Les inspirations fauréennes de Marc-André Hamelin
Le pianiste jouait un quintette de sa composition en compagnie du Quatuor Pacifica
PRO MUSICA Beethoven: Quatuor à cordes op. 74, «Les harpes». Hamelin: Quintette pour piano et cordes (2016). Schumann: Quintette pour piano et cordes, op. 44. Marc-André Hamelin (piano), Quatuor Pacifica. Maison symphonique de Montréal, dimanche 4 février 2018.
Marc-André Hamelin et le Quatuor Pacifica n’ont pas réussi à élargir le public traditionnel de la musique de chambre, dimanche, à la Maison symphonique de Montréal. Il est vrai qu’au même moment le Ladies’ Morning accueillait l’excellent Quatuor Calidore. Abondance de biens…
Le concert du pianiste québécois et des Pacifica s’imposait pour une curiosité majeure: la création, ici, du Quintette avec piano de MarcAndré Hamelin, compositeur à ses heures. La notice nous apprenait que l’oeuvre en trois mouvements était l’extrapolation d’une Passacaille de 2002, devenant le 2e mouvement d’une partition complétée.
J’aurais été bien curieux d’entendre le quintette sans cette information préalable. Est-ce cette prescience qui a accentué mon impression d’avoir d’un côté les mouvements 1 et 3, tirant leur inspiration et leur univers harmonique d’un Gabriel Fauré tardif et, de l’autre, ce volet central aux textures beaucoup plus massives, au modernisme sonore plus cru, qui évoque parfois le Russe Weinberg et dont la forme même (passacaille) impose une structure de pensée et d’expression musicales éloignées du monde fauréen.
Le 1er mouvement du Quintette d’Hamelin est un vrai bijou. Le Finale a, semble-t-il, posé au compositeur un problème de dimensions (il apparaît court), de structures et de textures. Le début est tellement arachnéen aux cordes que se pose la question de savoir comment le piano va entrer en scène. Il le fait, mais de manière un peu gauche, mais se permettra une pirouette harmonique finale.
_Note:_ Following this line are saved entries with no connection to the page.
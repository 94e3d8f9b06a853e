//! Asset use-case service.
//!
//! # Responsibility
//! - Provide asset CRUD entry points for boundary callers.
//! - Surface missing device references as a named error variant.
//!
//! # Invariants
//! - `update_asset` reports a zero affected count as `AssetNotFound`.
//! - `delete_asset` is idempotent and reports whether a row was removed.

use crate::model::asset::{Asset, AssetId, NewAsset};
use crate::model::device::DeviceId;
use crate::repo::asset_repo::AssetRepository;
use crate::repo::RepoError;
use std::error::Error;
use std::fmt::{Display, Formatter};

/// Service error for asset use-cases.
#[derive(Debug)]
pub enum AssetServiceError {
    /// Target asset does not exist.
    AssetNotFound(AssetId),
    /// The referenced device does not exist; nothing was written.
    DeviceMissing(DeviceId),
    /// Persistence-layer failure.
    Repo(RepoError),
    /// Internal mismatch between write and read-back.
    InconsistentState(&'static str),
}

impl Display for AssetServiceError {
    fn fmt(&self, f: &mut Formatter<'_>) -> std::fmt::Result {
        match self {
            Self::AssetNotFound(id) => write!(f, "asset not found: {id}"),
            Self::DeviceMissing(id) => write!(f, "referenced device {id} does not exist"),
            Self::Repo(err) => write!(f, "{err}"),
            Self::InconsistentState(details) => write!(f, "inconsistent asset state: {details}"),
        }
    }
}

impl Error for AssetServiceError {
    fn source(&self) -> Option<&(dyn Error + 'static)> {
        match self {
            Self::Repo(err) => Some(err),
            _ => None,
        }
    }
}

impl From<RepoError> for AssetServiceError {
    fn from(value: RepoError) -> Self {
        match value {
            RepoError::MissingParent { id, .. } => Self::DeviceMissing(id),
            other => Self::Repo(other),
        }
    }
}

/// Asset service facade over repository implementations.
pub struct AssetService<R: AssetRepository> {
    repo: R,
}

impl<R: AssetRepository> AssetService<R> {
    /// Creates a service using the provided repository implementation.
    pub fn new(repo: R) -> Self {
        Self { repo }
    }

    /// Creates one asset and returns the stored record.
    pub fn create_asset(&self, asset: &NewAsset) -> Result<Asset, AssetServiceError> {
        let id = self.repo.create_asset(asset)?;
        self.repo
            .get_asset(id)?
            .ok_or(AssetServiceError::InconsistentState(
                "created asset not found in read-back",
            ))
    }

    /// Gets one asset by id.
    pub fn get_asset(&self, id: AssetId) -> Result<Option<Asset>, AssetServiceError> {
        Ok(self.repo.get_asset(id)?)
    }

    /// Lists all assets.
    pub fn list_assets(&self) -> Result<Vec<Asset>, AssetServiceError> {
        Ok(self.repo.list_assets()?)
    }

    /// Applies a full-record update to an existing asset.
    pub fn update_asset(&self, asset: &Asset) -> Result<(), AssetServiceError> {
        let changed = self.repo.update_asset(asset)?;
        if changed == 0 {
            return Err(AssetServiceError::AssetNotFound(asset.asset_id));
        }
        Ok(())
    }

    /// Deletes one asset; returns whether a row was removed.
    pub fn delete_asset(&self, id: AssetId) -> Result<bool, AssetServiceError> {
        Ok(self.repo.delete_asset(id)? > 0)
    }
}
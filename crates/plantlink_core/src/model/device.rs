//! Device domain model.
//!
//! # Responsibility
//! - Define the root record of the equipment hierarchy.
//!
//! # Invariants
//! - `device_id` is store-generated and never reused for another device.
//! - `name` is non-empty, bounded, and restricted to the name charset.

use crate::model::{check_name, check_optional_text, ValidationError};
use serde::{Deserialize, Serialize};

/// Stable identifier for a persisted device.
///
/// Kept as a type alias to make semantic intent explicit in signatures.
pub type DeviceId = i64;

pub const DEVICE_NAME_MAX_CHARS: usize = 100;
pub const DEVICE_DESCRIPTION_MAX_CHARS: usize = 250;

/// Persisted device record.
#[derive(Debug, Clone, PartialEq, Eq, Serialize, Deserialize)]
#[serde(rename_all = "camelCase")]
pub struct Device {
    pub device_id: DeviceId,
    pub name: String,
    pub description: Option<String>,
}

/// Caller-supplied fields for creating a device; the store generates the id.
#[derive(Debug, Clone, PartialEq, Eq, Serialize, Deserialize)]
#[serde(rename_all = "camelCase")]
pub struct NewDevice {
    pub name: String,
    pub description: Option<String>,
}

impl Device {
    pub fn validate(&self) -> Result<(), ValidationError> {
        validate_device_fields(&self.name, self.description.as_deref())
    }
}

impl NewDevice {
    pub fn validate(&self) -> Result<(), ValidationError> {
        validate_device_fields(&self.name, self.description.as_deref())
    }
}

fn validate_device_fields(name: &str, description: Option<&str>) -> Result<(), ValidationError> {
    check_name("name", name, DEVICE_NAME_MAX_CHARS)?;
    check_optional_text("description", description, DEVICE_DESCRIPTION_MAX_CHARS)?;
    Ok(())
}

#[cfg(test)]
mod tests {
    use super::{Device, NewDevice};

    #[test]
    fn serde_uses_camel_case_field_names() {
        let device = Device {
            device_id: 7,
            name: "Pump-1".to_string(),
            description: None,
        };
        let json = serde_json::to_value(&device).expect("device should serialize");
        assert_eq!(json["deviceId"], 7);
        assert_eq!(json["name"], "Pump-1");
        assert!(json["description"].is_null());
    }

    #[test]
    fn draft_validation_covers_both_fields() {
        let draft = NewDevice {
            name: "Pump-1".to_string(),
            description: Some("x".repeat(251)),
        };
        assert!(draft.validate().is_err());
    }
}
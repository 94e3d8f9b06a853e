//! Connection descriptor and per-operation connection provisioning.
//!
//! # Responsibility
//! - Open file or in-memory SQLite connections on demand.
//! - Configure connection settings required by core behavior.
//! - Trigger schema migrations before a connection is handed out.
//!
//! # Invariants
//! - Returned connections have the busy timeout applied and migrations current.
//! - Each connection is owned by exactly one operation and released on drop;
//!   none is cached or shared across operations.
//! - The in-memory form stays alive for the provider lifetime via an anchor
//!   connection.

use super::migrations::apply_migrations;
use super::DbResult;
use log::{error, info};
use rusqlite::Connection;
use std::path::{Path, PathBuf};
use std::time::{Duration, Instant};
use uuid::Uuid;

const DEFAULT_BUSY_TIMEOUT: Duration = Duration::from_secs(5);

/// Immutable descriptor naming the backing registry database.
///
/// Constructed explicitly by the caller and handed to each store at
/// construction time; there is no ambient/global configuration lookup.
#[derive(Debug, Clone, PartialEq, Eq)]
pub struct ConnectionSpec {
    target: StorageTarget,
    busy_timeout: Duration,
}

#[derive(Debug, Clone, PartialEq, Eq)]
enum StorageTarget {
    /// Database file on disk.
    File(PathBuf),
    /// Named in-memory database shared by all connections of one provider.
    Memory { name: String },
}

impl ConnectionSpec {
    /// Describes a file-backed database at `path`.
    pub fn file(path: impl AsRef<Path>) -> Self {
        Self {
            target: StorageTarget::File(path.as_ref().to_path_buf()),
            busy_timeout: DEFAULT_BUSY_TIMEOUT,
        }
    }

    /// Describes a process-private in-memory database.
    ///
    /// Each call names a distinct store; providers built from two separate
    /// specs never see each other's rows.
    pub fn in_memory() -> Self {
        Self {
            target: StorageTarget::Memory {
                name: format!("plantlink-{}", Uuid::new_v4().simple()),
            },
            busy_timeout: DEFAULT_BUSY_TIMEOUT,
        }
    }

    /// Overrides the per-connection busy timeout.
    pub fn with_busy_timeout(mut self, busy_timeout: Duration) -> Self {
        self.busy_timeout = busy_timeout;
        self
    }

    fn mode(&self) -> &'static str {
        match self.target {
            StorageTarget::File(_) => "file",
            StorageTarget::Memory { .. } => "memory",
        }
    }
}

/// Hands out one short-lived connection per repository operation.
#[derive(Debug)]
pub struct ConnectionProvider {
    spec: ConnectionSpec,
    /// Keeps the named in-memory database alive between operations.
    _anchor: Option<Connection>,
}

impl ConnectionProvider {
    /// Builds a provider, validating the descriptor eagerly.
    ///
    /// Opens one connection, applies the busy timeout and pending migrations,
    /// and for in-memory specs retains that connection as the anchor.
    ///
    /// # Errors
    /// - `DbError::Connection` when the database cannot be opened or configured.
    /// - `DbError::UnsupportedSchemaVersion` when the database was migrated by
    ///   a newer binary.
    pub fn new(spec: ConnectionSpec) -> DbResult<Self> {
        let started_at = Instant::now();
        info!(
            "event=db_provider_init module=db status=start mode={}",
            spec.mode()
        );

        let conn = match open_and_bootstrap(&spec) {
            Ok(conn) => conn,
            Err(err) => {
                error!(
                    "event=db_provider_init module=db status=error mode={} duration_ms={} error={}",
                    spec.mode(),
                    started_at.elapsed().as_millis(),
                    err
                );
                return Err(err);
            }
        };

        info!(
            "event=db_provider_init module=db status=ok mode={} duration_ms={}",
            spec.mode(),
            started_at.elapsed().as_millis()
        );

        let anchor = match spec.target {
            StorageTarget::Memory { .. } => Some(conn),
            StorageTarget::File(_) => None,
        };
        Ok(Self {
            spec,
            _anchor: anchor,
        })
    }

    /// Opens a connection scoped to one repository operation.
    ///
    /// The caller owns the connection exclusively; dropping it releases the
    /// underlying handle on every exit path, including early error returns.
    pub fn acquire(&self) -> DbResult<Connection> {
        match open_and_bootstrap(&self.spec) {
            Ok(conn) => Ok(conn),
            Err(err) => {
                error!(
                    "event=db_acquire module=db status=error mode={} error={}",
                    self.spec.mode(),
                    err
                );
                Err(err)
            }
        }
    }
}

fn open_and_bootstrap(spec: &ConnectionSpec) -> DbResult<Connection> {
    let mut conn = match &spec.target {
        StorageTarget::File(path) => Connection::open(path)?,
        // Shared-cache URI so every acquired connection sees one store.
        StorageTarget::Memory { name } => {
            Connection::open(format!("file:{name}?mode=memory&cache=shared"))?
        }
    };
    conn.busy_timeout(spec.busy_timeout)?;
    apply_migrations(&mut conn)?;
    Ok(conn)
}
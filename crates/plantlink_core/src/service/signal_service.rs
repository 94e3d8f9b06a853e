//! Signal measurement use-case service.
//!
//! # Responsibility
//! - Provide signal CRUD entry points for boundary callers.
//! - Surface missing asset references as a named error variant.
//!
//! # Invariants
//! - `update_signal` reports a zero affected count as `SignalNotFound`.
//! - `delete_signal` is idempotent and reports whether a row was removed.

use crate::model::asset::AssetId;
use crate::model::signal::{NewSignalMeasurement, SignalId, SignalMeasurement};
use crate::repo::signal_repo::SignalMeasurementRepository;
use crate::repo::RepoError;
use std::error::Error;
use std::fmt::{Display, Formatter};

/// Service error for signal measurement use-cases.
#[derive(Debug)]
pub enum SignalServiceError {
    /// Target signal measurement does not exist.
    SignalNotFound(SignalId),
    /// The referenced asset does not exist; nothing was written.
    AssetMissing(AssetId),
    /// Persistence-layer failure.
    Repo(RepoError),
    /// Internal mismatch between write and read-back.
    InconsistentState(&'static str),
}

impl Display for SignalServiceError {
    fn fmt(&self, f: &mut Formatter<'_>) -> std::fmt::Result {
        match self {
            Self::SignalNotFound(id) => write!(f, "signal measurement not found: {id}"),
            Self::AssetMissing(id) => write!(f, "referenced asset {id} does not exist"),
            Self::Repo(err) => write!(f, "{err}"),
            Self::InconsistentState(details) => write!(f, "inconsistent signal state: {details}"),
        }
    }
}

impl Error for SignalServiceError {
    fn source(&self) -> Option<&(dyn Error + 'static)> {
        match self {
            Self::Repo(err) => Some(err),
            _ => None,
        }
    }
}

impl From<RepoError> for SignalServiceError {
    fn from(value: RepoError) -> Self {
        match value {
            RepoError::MissingParent { id, .. } => Self::AssetMissing(id),
            other => Self::Repo(other),
        }
    }
}

/// Signal measurement service facade over repository implementations.
pub struct SignalMeasurementService<R: SignalMeasurementRepository> {
    repo: R,
}

impl<R: SignalMeasurementRepository> SignalMeasurementService<R> {
    /// Creates a service using the provided repository implementation.
    pub fn new(repo: R) -> Self {
        Self { repo }
    }

    /// Creates one signal measurement and returns the stored record.
    pub fn create_signal(
        &self,
        signal: &NewSignalMeasurement,
    ) -> Result<SignalMeasurement, SignalServiceError> {
        let id = self.repo.create_signal(signal)?;
        self.repo
            .get_signal(id)?
            .ok_or(SignalServiceError::InconsistentState(
                "created signal not found in read-back",
            ))
    }

    /// Gets one signal measurement by id.
    pub fn get_signal(
        &self,
        id: SignalId,
    ) -> Result<Option<SignalMeasurement>, SignalServiceError> {
        Ok(self.repo.get_signal(id)?)
    }

    /// Lists all signal measurements.
    pub fn list_signals(&self) -> Result<Vec<SignalMeasurement>, SignalServiceError> {
        Ok(self.repo.list_signals()?)
    }

    /// Applies a full-record update to an existing signal measurement.
    pub fn update_signal(&self, signal: &SignalMeasurement) -> Result<(), SignalServiceError> {
        let changed = self.repo.update_signal(signal)?;
        if changed == 0 {
            return Err(SignalServiceError::SignalNotFound(signal.signal_id));
        }
        Ok(())
    }

    /// Deletes one signal measurement; returns whether a row was removed.
    pub fn delete_signal(&self, id: SignalId) -> Result<bool, SignalServiceError> {
        Ok(self.repo.delete_signal(id)? > 0)
    }
}
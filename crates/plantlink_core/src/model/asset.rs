//! Asset domain model.
//!
//! # Invariants
//! - `asset_id` is store-generated and never reused for another asset.
//! - `device_id` must name an existing device at write time; the check is
//!   performed by the repository, not by this type.

use crate::model::device::DeviceId;
use crate::model::{check_name, ValidationError};
use serde::{Deserialize, Serialize};

/// Stable identifier for a persisted asset.
pub type AssetId = i64;

pub const ASSET_NAME_MAX_CHARS: usize = 100;

/// Persisted asset record.
#[derive(Debug, Clone, PartialEq, Eq, Serialize, Deserialize)]
#[serde(rename_all = "camelCase")]
pub struct Asset {
    pub asset_id: AssetId,
    pub name: String,
    pub device_id: DeviceId,
}

/// Caller-supplied fields for creating an asset; the store generates the id.
#[derive(Debug, Clone, PartialEq, Eq, Serialize, Deserialize)]
#[serde(rename_all = "camelCase")]
pub struct NewAsset {
    pub name: String,
    pub device_id: DeviceId,
}

impl Asset {
    pub fn validate(&self) -> Result<(), ValidationError> {
        check_name("name", &self.name, ASSET_NAME_MAX_CHARS)
    }
}

impl NewAsset {
    pub fn validate(&self) -> Result<(), ValidationError> {
        check_name("name", &self.name, ASSET_NAME_MAX_CHARS)
    }
}
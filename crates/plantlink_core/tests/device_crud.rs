use plantlink_core::{
    ConnectionProvider, ConnectionSpec, Device, DeviceRepository, NewDevice, RepoError,
    SqliteDeviceRepository,
};

fn provider() -> ConnectionProvider {
    ConnectionProvider::new(ConnectionSpec::in_memory()).unwrap()
}

fn pump(name: &str) -> NewDevice {
    NewDevice {
        name: name.to_string(),
        description: None,
    }
}

#[test]
fn create_and_get_roundtrip() {
    let provider = provider();
    let repo = SqliteDeviceRepository::new(&provider);

    let draft = NewDevice {
        name: "Pump-1".to_string(),
        description: Some("primary coolant pump".to_string()),
    };
    let id = repo.create_device(&draft).unwrap();
    assert!(id > 0);

    let loaded = repo.get_device(id).unwrap().unwrap();
    assert_eq!(
        loaded,
        Device {
            device_id: id,
            name: "Pump-1".to_string(),
            description: Some("primary coolant pump".to_string()),
        }
    );
}

#[test]
fn get_missing_device_returns_none() {
    let provider = provider();
    let repo = SqliteDeviceRepository::new(&provider);

    assert!(repo.get_device(404).unwrap().is_none());
}

#[test]
fn list_returns_devices_in_id_order() {
    let provider = provider();
    let repo = SqliteDeviceRepository::new(&provider);

    let id_a = repo.create_device(&pump("Pump-1")).unwrap();
    let id_b = repo.create_device(&pump("Pump-2")).unwrap();

    let devices = repo.list_devices().unwrap();
    assert_eq!(devices.len(), 2);
    assert_eq!(devices[0].device_id, id_a);
    assert_eq!(devices[1].device_id, id_b);
}

#[test]
fn generated_ids_are_never_reused() {
    let provider = provider();
    let repo = SqliteDeviceRepository::new(&provider);

    let id_first = repo.create_device(&pump("Pump-1")).unwrap();
    let id_second = repo.create_device(&pump("Pump-2")).unwrap();
    assert!(id_second > id_first);

    repo.delete_device(id_second).unwrap();
    let id_third = repo.create_device(&pump("Pump-3")).unwrap();
    assert!(id_third > id_second);
}

#[test]
fn update_replaces_the_full_record() {
    let provider = provider();
    let repo = SqliteDeviceRepository::new(&provider);

    let id = repo
        .create_device(&NewDevice {
            name: "Pump-1".to_string(),
            description: Some("old description".to_string()),
        })
        .unwrap();

    let updated = Device {
        device_id: id,
        name: "Pump-1 rebuilt".to_string(),
        description: None,
    };
    let changed = repo.update_device(&updated).unwrap();
    assert_eq!(changed, 1);

    let loaded = repo.get_device(id).unwrap().unwrap();
    assert_eq!(loaded, updated);
}

#[test]
fn update_missing_device_reports_zero_rows() {
    let provider = provider();
    let repo = SqliteDeviceRepository::new(&provider);

    let ghost = Device {
        device_id: 404,
        name: "Ghost".to_string(),
        description: None,
    };
    assert_eq!(repo.update_device(&ghost).unwrap(), 0);
}

#[test]
fn delete_is_idempotent() {
    let provider = provider();
    let repo = SqliteDeviceRepository::new(&provider);

    let id = repo.create_device(&pump("Pump-1")).unwrap();

    assert_eq!(repo.delete_device(id).unwrap(), 1);
    assert_eq!(repo.delete_device(id).unwrap(), 0);
    assert!(repo.get_device(id).unwrap().is_none());
}

#[test]
fn invalid_fields_are_rejected_before_any_sql() {
    let provider = provider();
    let repo = SqliteDeviceRepository::new(&provider);

    let empty_name = pump("");
    assert!(matches!(
        repo.create_device(&empty_name).unwrap_err(),
        RepoError::Validation(_)
    ));

    let bad_charset = pump("pump;drop table devices");
    assert!(matches!(
        repo.create_device(&bad_charset).unwrap_err(),
        RepoError::Validation(_)
    ));

    let overlong = pump(&"a".repeat(101));
    assert!(matches!(
        repo.create_device(&overlong).unwrap_err(),
        RepoError::Validation(_)
    ));

    assert!(repo.list_devices().unwrap().is_empty());
}

#[test]
fn invalid_update_leaves_stored_record_untouched() {
    let provider = provider();
    let repo = SqliteDeviceRepository::new(&provider);

    let id = repo.create_device(&pump("Pump-1")).unwrap();

    let invalid = Device {
        device_id: id,
        name: String::new(),
        description: None,
    };
    assert!(matches!(
        repo.update_device(&invalid).unwrap_err(),
        RepoError::Validation(_)
    ));

    let loaded = repo.get_device(id).unwrap().unwrap();
    assert_eq!(loaded.name, "Pump-1");
}

#[test]
fn quoted_input_stays_data_not_statement_text() {
    let provider = provider();
    let repo = SqliteDeviceRepository::new(&provider);

    // The name charset forbids quotes, but the free-text description must
    // survive hostile content verbatim through bound parameters.
    let draft = NewDevice {
        name: "Pump-1".to_string(),
        description: Some("'); DROP TABLE devices; --".to_string()),
    };
    let id = repo.create_device(&draft).unwrap();

    let loaded = repo.get_device(id).unwrap().unwrap();
    assert_eq!(
        loaded.description.as_deref(),
        Some("'); DROP TABLE devices; --")
    );
    assert_eq!(repo.list_devices().unwrap().len(), 1);
}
Si j’étais Marc-André Hamelin, je m’amuserais à recomposer un 2e mouvement dans la lignée des 1er et 3e volets, que je mettrais de côté au cas où j’aurais envie un jour de publier une version révisée de la chose…
Les Pacifica que nous avons entendus dimanche sont très solides mais moins magiques qu’il y a dix ans. L’altiste Guy Ben-Siony s’est emmêlé les pinceaux dans les variations du Finale du Quatuor «Les Harpes», un Beethoven par ailleurs moins impressionnant que celui des Dover désormais, malgré les subtiles textures du 2e mouvement.
Le Quintette de Schumann bien rodé contenait de fort belles choses, avec une concentration du propos très efficace dans le 2e mouvement. Il est dommage que les musiciens n’aient pu enchaîner le Scherzo et le Finale en raison d’applaudissements intempestifs. Très étrange de voir désormais dans des concerts de musique de chambre des personnes applaudissant et photographiant, qui semblent avoir gagné leur billet à la loterie. Ce fut le cas à Bourgie avec les solistes de l’OSM, il y a dix jours.
Les organisateurs devraient pouvoir élargir l’auditoire tout en inculquant poliment quelques règles comportementales élémentaires, sauf à risquer de se couper de leur coeur de cible.